## Problem details
Tell how many lines in these records contain the string "false", with only the number as the reply.

----

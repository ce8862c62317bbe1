//! Infrastructure layer for Lustre.
//!
//! Contains implementations of the port traits defined in `lustre-core`:
//! the HTTP client for the remote chat endpoint, the JSON-file catalog
//! loader, the file-backed selection store, and the TOML config loader.

pub mod catalog;
pub mod client;
pub mod config;
pub mod storage;
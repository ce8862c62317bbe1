//! Catalog product types for Lustre.
//!
//! `Catalog` mirrors the on-disk JSON document (a top-level `products`
//! array); `Product` is the immutable reference record for one catalog
//! entry. `RoutineProduct` is the four-field subset sent to the assistant
//! when requesting a routine.

use serde::{Deserialize, Serialize};

/// A single catalog product. Immutable reference data, loaded once per read.
#[derive(Debug, Clone, PartialEq, Eq, Serialize, Deserialize)]
pub struct Product {
    pub id: u32,
    pub name: String,
    pub brand: String,
    pub category: String,
    pub description: String,
    pub image: String,
}

/// The catalog document: `{"products": [...]}`.
#[derive(Debug, Clone, Default, Serialize, Deserialize)]
pub struct Catalog {
    pub products: Vec<Product>,
}

/// The subset of product fields included in a routine request.
///
/// Field declaration order fixes the serialized field order:
/// name, brand, category, description.
#[derive(Debug, Clone, PartialEq, Eq, Serialize, Deserialize)]
pub struct RoutineProduct {
    pub name: String,
    pub brand: String,
    pub category: String,
    pub description: String,
}

impl From<&Product> for RoutineProduct {
    fn from(product: &Product) -> Self {
        Self {
            name: product.name.clone(),
            brand: product.brand.clone(),
            category: product.category.clone(),
            description: product.description.clone(),
        }
    }
}

#[cfg(test)]
mod tests {
    use super::*;

    fn sample_product() -> Product {
        Product {
            id: 7,
            name: "Hydra Genius".to_string(),
            brand: "Glossier".to_string(),
            category: "moisturizer".to_string(),
            description: "Lightweight daily moisturizer.".to_string(),
            image: "img/hydra-genius.png".to_string(),
        }
    }

    #[test]
    fn test_catalog_document_shape() {
        let json = r#"{
            "products": [
                {
                    "id": 1,
                    "name": "Revitalift Serum",
                    "brand": "L'Oreal Paris",
                    "category": "serum",
                    "description": "Anti-aging face serum with hyaluronic acid.",
                    "image": "img/revitalift.png"
                }
            ]
        }"#;
        let catalog: Catalog = serde_json::from_str(json).unwrap();
        assert_eq!(catalog.products.len(), 1);
        assert_eq!(catalog.products[0].id, 1);
        assert_eq!(catalog.products[0].category, "serum");
    }

    #[test]
    fn test_routine_product_from_product() {
        let product = sample_product();
        let routine = RoutineProduct::from(&product);
        assert_eq!(routine.name, product.name);
        assert_eq!(routine.brand, product.brand);
        assert_eq!(routine.category, product.category);
        assert_eq!(routine.description, product.description);
    }

    #[test]
    fn test_routine_product_field_order() {
        let routine = RoutineProduct::from(&sample_product());
        let json = serde_json::to_string(&routine).unwrap();
        let name_pos = json.find("\"name\"").unwrap();
        let brand_pos = json.find("\"brand\"").unwrap();
        let category_pos = json.find("\"category\"").unwrap();
        let description_pos = json.find("\"description\"").unwrap();
        assert!(name_pos < brand_pos);
        assert!(brand_pos < category_pos);
        assert!(category_pos < description_pos);
    }

    #[test]
    fn test_product_roundtrip() {
        let product = sample_product();
        let json = serde_json::to_string(&product).unwrap();
        let parsed: Product = serde_json::from_str(&json).unwrap();
        assert_eq!(parsed, product);
    }
}
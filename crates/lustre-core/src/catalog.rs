//! Catalog port and filtering.
//!
//! The catalog is read-only reference data; the `CatalogStore` port loads it
//! fresh on each call (no caching, matching the reference behavior).
//! Filtering is a linear scan over the in-memory list.

use lustre_types::catalog::{Catalog, Product};
use lustre_types::error::CatalogError;

/// Port for loading the product catalog.
///
/// Implementations live in lustre-infra (e.g., `JsonCatalog`).
pub trait CatalogStore: Send + Sync {
    /// Load the full catalog.
    fn load(&self) -> impl std::future::Future<Output = Result<Catalog, CatalogError>> + Send;
}

/// Filter products by exact category and/or case-insensitive substring
/// match over name, brand, and description.
///
/// Both filters apply when both are given; `None` (or a blank search term)
/// means "no constraint". Returns references in catalog order.
pub fn filter_products<'a>(
    products: &'a [Product],
    category: Option<&str>,
    search: Option<&str>,
) -> Vec<&'a Product> {
    let term = search
        .map(|s| s.trim().to_lowercase())
        .filter(|s| !s.is_empty());

    products
        .iter()
        .filter(|p| category.is_none_or(|c| p.category == c))
        .filter(|p| {
            term.as_deref().is_none_or(|t| {
                p.name.to_lowercase().contains(t)
                    || p.brand.to_lowercase().contains(t)
                    || p.description.to_lowercase().contains(t)
            })
        })
        .collect()
}
//! Conversation session state machine.
//!
//! Owns the ordered transcript exchanged with the remote assistant and
//! defines the two legal transitions: a routine request, which hard-resets
//! the transcript to [system, selection], and a follow-up question, which
//! appends to it. The fixed system message at index 0 is never removed or
//! duplicated.

use tracing::{debug, warn};

use lustre_types::catalog::RoutineProduct;
use lustre_types::chat::ChatMessage;
use lustre_types::error::SessionError;

use crate::client::AssistantClient;

/// Fixed system instruction leading every transcript.
///
/// Pins the assistant to beauty topics (skincare, haircare, makeup,
/// fragrance), tells it to decline anything else politely, and asks for
/// links/citations when it uses real-time information.
pub const SYSTEM_PROMPT: &str = "You are a helpful skincare and beauty routine assistant. \
You have access to real-time web search. When answering, always include the most current \
information about the selected products or routines, and provide any relevant links or \
citations you find. Only answer questions about the generated routine, skincare, haircare, \
makeup, fragrance, or related beauty topics. If a question is off-topic, politely say you \
can only answer beauty-related questions.";

/// Framing line placed before the serialized selection in a routine request.
const ROUTINE_REQUEST_PREFIX: &str = "Here are the selected products as JSON:";

/// A conversation with the remote routine assistant.
///
/// The transcript is owned state, never ambient: callers hold the session
/// and pass it wherever it is needed. Both operations take `&mut self`, so
/// the borrow checker rules out a second call while one is awaiting the
/// client -- single-flight is a structural invariant here, not a
/// presentation-layer discipline.
pub struct ConversationSession {
    transcript: Vec<ChatMessage>,
}

impl ConversationSession {
    /// Create a session with the default system prompt.
    pub fn new() -> Self {
        Self::with_system_prompt(SYSTEM_PROMPT)
    }

    /// Create a session with a custom system prompt.
    pub fn with_system_prompt(prompt: impl Into<String>) -> Self {
        Self {
            transcript: vec![ChatMessage::system(prompt)],
        }
    }

    /// The full transcript in causal order. Element 0 is always the system
    /// message.
    pub fn transcript(&self) -> &[ChatMessage] {
        &self.transcript
    }

    /// Request a fresh routine for the selected products.
    ///
    /// Resets the transcript to exactly two elements -- the system message
    /// and a user message carrying the serialized selection -- then sends
    /// it. Prior follow-up history is discarded. On success the assistant
    /// reply is appended and returned; on failure the transcript stays in
    /// its two-element state and [`SessionError::AssistantUnavailable`] is
    /// returned.
    ///
    /// Fails with [`SessionError::EmptySelection`] (no network call, no
    /// transcript change) when `selected` is empty.
    pub async fn start_routine_request<C: AssistantClient>(
        &mut self,
        client: &C,
        selected: &[RoutineProduct],
    ) -> Result<String, SessionError> {
        if selected.is_empty() {
            return Err(SessionError::EmptySelection);
        }

        let json = serde_json::to_string_pretty(selected)
            .expect("RoutineProduct serialization is infallible");

        // Hard reset: keep only the system message, then seed the new request.
        self.transcript.truncate(1);
        self.transcript
            .push(ChatMessage::user(format!("{ROUTINE_REQUEST_PREFIX}\n{json}")));

        debug!(products = selected.len(), "sending routine request");
        self.exchange(client).await
    }

    /// Ask a follow-up question about the current routine.
    ///
    /// Appends the (trimmed) question as a user message and sends the whole
    /// transcript. On failure the user message stays appended -- the
    /// question remains in history with no paired assistant turn, matching
    /// the reference behavior -- and `AssistantUnavailable` is returned.
    ///
    /// Fails with [`SessionError::EmptyQuestion`] (no network call, no
    /// transcript change) when the question is blank.
    pub async fn ask_followup<C: AssistantClient>(
        &mut self,
        client: &C,
        question: &str,
    ) -> Result<String, SessionError> {
        let question = question.trim();
        if question.is_empty() {
            return Err(SessionError::EmptyQuestion);
        }

        self.transcript.push(ChatMessage::user(question));

        debug!(transcript_len = self.transcript.len(), "sending follow-up");
        self.exchange(client).await
    }

    /// Send the current transcript and append the reply on success.
    async fn exchange<C: AssistantClient>(&mut self, client: &C) -> Result<String, SessionError> {
        match client.send(&self.transcript).await {
            Ok(reply) => {
                self.transcript.push(ChatMessage::assistant(reply.clone()));
                Ok(reply)
            }
            Err(err) => {
                warn!(client = client.name(), error = %err, "assistant request failed");
                Err(SessionError::AssistantUnavailable(err.to_string()))
            }
        }
    }
}

impl Default for ConversationSession {
    fn default() -> Self {
        Self::new()
    }
}
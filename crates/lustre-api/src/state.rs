//! Shared application state for CLI commands.

use std::path::PathBuf;

use lustre_infra::catalog::JsonCatalog;
use lustre_infra::client::WorkerAssistantClient;
use lustre_infra::config;
use lustre_infra::storage::FileSelectionStore;
use lustre_types::config::AppConfig;

/// Everything a command handler needs: the loaded configuration and the
/// constructed stores/client.
pub struct AppState {
    pub config: AppConfig,
    pub catalog: JsonCatalog,
    pub selection_store: FileSelectionStore,
    pub client: WorkerAssistantClient,
}

impl AppState {
    /// Initialize application state.
    ///
    /// `data_dir` and `catalog` override the default data directory and the
    /// configured catalog path respectively.
    pub async fn init(data_dir: Option<PathBuf>, catalog: Option<PathBuf>) -> Self {
        let data_dir = data_dir.unwrap_or_else(config::default_data_dir);
        tracing::debug!(data_dir = %data_dir.display(), "resolving application state");
        let mut app_config = config::load_config(&data_dir).await;
        if let Some(path) = catalog {
            app_config.catalog_path = Some(path);
        }

        let catalog = JsonCatalog::new(config::catalog_path(&app_config, &data_dir));
        let selection_store = FileSelectionStore::new(config::selection_path(&data_dir));
        let client = WorkerAssistantClient::from_config(&app_config);

        Self {
            config: app_config,
            catalog,
            selection_store,
            client,
        }
    }
}
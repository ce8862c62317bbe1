//! `lustre select` / `deselect` / `selection` -- curate the persisted
//! product selection.
//!
//! Every mutation is saved back immediately, so the selection survives
//! across invocations.

use anyhow::Result;
use comfy_table::{Cell, Color, ContentArrangement, Table, presets};
use console::style;

use lustre_core::catalog::CatalogStore;
use lustre_core::selection::SelectionStore;

use crate::state::AppState;

/// Add a product to the selection by catalog id.
pub async fn select_product(state: &AppState, id: u32, json: bool) -> Result<()> {
    let catalog = state.catalog.load().await?;
    let product = catalog
        .products
        .iter()
        .find(|p| p.id == id)
        .ok_or_else(|| anyhow::anyhow!("no product with id {id} in the catalog"))?
        .clone();

    let mut selection = state.selection_store.load().await?;
    let added = selection.add(product.clone());
    if added {
        state.selection_store.save(&selection).await?;
    }

    if json {
        println!(
            "{}",
            serde_json::json!({ "id": id, "selected": true, "changed": added })
        );
        return Ok(());
    }

    if added {
        println!(
            "  {} Selected {} ({})",
            style("✓").green().bold(),
            style(&product.name).cyan(),
            product.brand
        );
    } else {
        println!(
            "  {} {} is already selected",
            style("i").blue().bold(),
            style(&product.name).cyan()
        );
    }

    Ok(())
}

/// Remove a product from the selection by catalog id.
pub async fn deselect_product(state: &AppState, id: u32, json: bool) -> Result<()> {
    let mut selection = state.selection_store.load().await?;
    let removed = selection.remove(id);
    if removed.is_some() {
        state.selection_store.save(&selection).await?;
    }

    if json {
        println!(
            "{}",
            serde_json::json!({ "id": id, "selected": false, "changed": removed.is_some() })
        );
        return Ok(());
    }

    match removed {
        Some(product) => println!(
            "  {} Removed {} from the selection",
            style("✓").green().bold(),
            style(&product.name).cyan()
        ),
        None => println!(
            "  {} Product {} was not selected",
            style("i").blue().bold(),
            style(id).bold()
        ),
    }

    Ok(())
}

/// Show the current selection.
pub async fn show_selection(state: &AppState, json: bool) -> Result<()> {
    let selection = state.selection_store.load().await?;

    if json {
        println!("{}", serde_json::to_string_pretty(selection.products())?);
        return Ok(());
    }

    if selection.is_empty() {
        println!();
        println!(
            "  {} No products selected. Add one with: {}",
            style("i").blue().bold(),
            style("lustre select <id>").yellow()
        );
        println!();
        return Ok(());
    }

    let mut table = Table::new();
    table.load_preset(presets::UTF8_FULL_CONDENSED);
    table.set_content_arrangement(ContentArrangement::Dynamic);

    table.set_header(vec![
        Cell::new("Id").fg(Color::White),
        Cell::new("Name").fg(Color::White),
        Cell::new("Brand").fg(Color::White),
        Cell::new("Category").fg(Color::White),
    ]);

    for product in selection.products() {
        table.add_row(vec![
            Cell::new(product.id).fg(Color::DarkGrey),
            Cell::new(&product.name).fg(Color::Cyan),
            Cell::new(&product.brand),
            Cell::new(&product.category).fg(Color::Magenta),
        ]);
    }

    println!();
    println!("{table}");
    println!();
    println!(
        "  {} product{} selected",
        style(selection.len()).bold(),
        if selection.len() == 1 { "" } else { "s" }
    );
    println!();

    Ok(())
}

/// Remove every product from the selection.
pub async fn clear_selection(state: &AppState, json: bool) -> Result<()> {
    let mut selection = state.selection_store.load().await?;
    let count = selection.len();
    selection.clear();
    state.selection_store.save(&selection).await?;

    if json {
        println!("{}", serde_json::json!({ "cleared": count }));
        return Ok(());
    }

    println!(
        "  {} Cleared {} product{}",
        style("✓").green().bold(),
        style(count).bold(),
        if count == 1 { "" } else { "s" }
    );

    Ok(())
}
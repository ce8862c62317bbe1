//! The user's product selection.
//!
//! An ordered, unique-by-id set of full product records. Insertion order is
//! preserved for display stability. The `SelectionStore` trait is the port
//! for persisting the selection; the file-backed implementation lives in
//! lustre-infra.

use lustre_types::catalog::{Product, RoutineProduct};
use lustre_types::error::StorageError;

/// The chosen subset of catalog products used to seed a routine request.
#[derive(Debug, Clone, Default)]
pub struct SelectionSet {
    products: Vec<Product>,
}

impl SelectionSet {
    /// Create an empty selection.
    pub fn new() -> Self {
        Self::default()
    }

    /// Build a selection from persisted records, dropping duplicate ids
    /// (first occurrence wins).
    pub fn from_products(products: Vec<Product>) -> Self {
        let mut selection = Self::new();
        for product in products {
            selection.add(product);
        }
        selection
    }

    /// The selected products in insertion order.
    pub fn products(&self) -> &[Product] {
        &self.products
    }

    pub fn len(&self) -> usize {
        self.products.len()
    }

    pub fn is_empty(&self) -> bool {
        self.products.is_empty()
    }

    /// Whether a product with this id is selected.
    pub fn contains(&self, id: u32) -> bool {
        self.products.iter().any(|p| p.id == id)
    }

    /// Add a product. Returns false (and leaves the selection unchanged)
    /// when a product with the same id is already selected.
    pub fn add(&mut self, product: Product) -> bool {
        if self.contains(product.id) {
            return false;
        }
        self.products.push(product);
        true
    }

    /// Remove a product by id, returning it when present.
    pub fn remove(&mut self, id: u32) -> Option<Product> {
        let index = self.products.iter().position(|p| p.id == id)?;
        Some(self.products.remove(index))
    }

    /// Toggle a product: add it when absent, remove it when present.
    /// Returns true when the product is selected afterwards.
    pub fn toggle(&mut self, product: Product) -> bool {
        if self.remove(product.id).is_some() {
            false
        } else {
            self.products.push(product);
            true
        }
    }

    /// Remove everything.
    pub fn clear(&mut self) {
        self.products.clear();
    }

    /// The four-field subset sent with a routine request, in selection order.
    pub fn routine_products(&self) -> Vec<RoutineProduct> {
        self.products.iter().map(RoutineProduct::from).collect()
    }
}

/// Port for selection persistence.
///
/// A single key-value style blob: the whole selection is written on every
/// mutation and read back at startup. Missing or malformed data degrades to
/// an empty selection without signaling an error. Uses RPITIT; the
/// file-backed implementation lives in lustre-infra.
pub trait SelectionStore: Send + Sync {
    /// Load the persisted selection, or an empty one when nothing usable
    /// is stored.
    fn load(&self) -> impl std::future::Future<Output = Result<SelectionSet, StorageError>> + Send;

    /// Persist the full selection snapshot, replacing the previous one.
    fn save(
        &self,
        selection: &SelectionSet,
    ) -> impl std::future::Future<Output = Result<(), StorageError>> + Send;
}

#[cfg(test)]
mod tests {
    use super::*;

    fn product(id: u32, name: &str) -> Product {
        Product {
            id,
            name: name.to_string(),
            brand: "Brand".to_string(),
            category: "serum".to_string(),
            description: "A product.".to_string(),
            image: format!("img/{id}.png"),
        }
    }

    #[test]
    fn test_add_preserves_order_and_uniqueness() {
        let mut selection = SelectionSet::new();
        assert!(selection.add(product(2, "b")));
        assert!(selection.add(product(1, "a")));
        assert!(!selection.add(product(2, "b again")));

        assert_eq!(selection.len(), 2);
        assert_eq!(selection.products()[0].id, 2);
        assert_eq!(selection.products()[1].id, 1);
    }

    #[test]
    fn test_remove() {
        let mut selection = SelectionSet::new();
        selection.add(product(1, "a"));
        selection.add(product(2, "b"));

        let removed = selection.remove(1).unwrap();
        assert_eq!(removed.name, "a");
        assert!(!selection.contains(1));
        assert!(selection.remove(1).is_none());
    }

    #[test]
    fn test_toggle() {
        let mut selection = SelectionSet::new();
        assert!(selection.toggle(product(3, "c")));
        assert!(selection.contains(3));
        assert!(!selection.toggle(product(3, "c")));
        assert!(selection.is_empty());
    }

    #[test]
    fn test_clear() {
        let mut selection = SelectionSet::new();
        selection.add(product(1, "a"));
        selection.add(product(2, "b"));
        selection.clear();
        assert!(selection.is_empty());
    }

    #[test]
    fn test_from_products_drops_duplicate_ids() {
        let selection =
            SelectionSet::from_products(vec![product(1, "first"), product(1, "second")]);
        assert_eq!(selection.len(), 1);
        assert_eq!(selection.products()[0].name, "first");
    }

    #[test]
    fn test_routine_products_subset_in_order() {
        let mut selection = SelectionSet::new();
        selection.add(product(5, "e"));
        selection.add(product(4, "d"));

        let routine = selection.routine_products();
        assert_eq!(routine.len(), 2);
        assert_eq!(routine[0].name, "e");
        assert_eq!(routine[1].name, "d");
    }
}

----

## Result of the task
4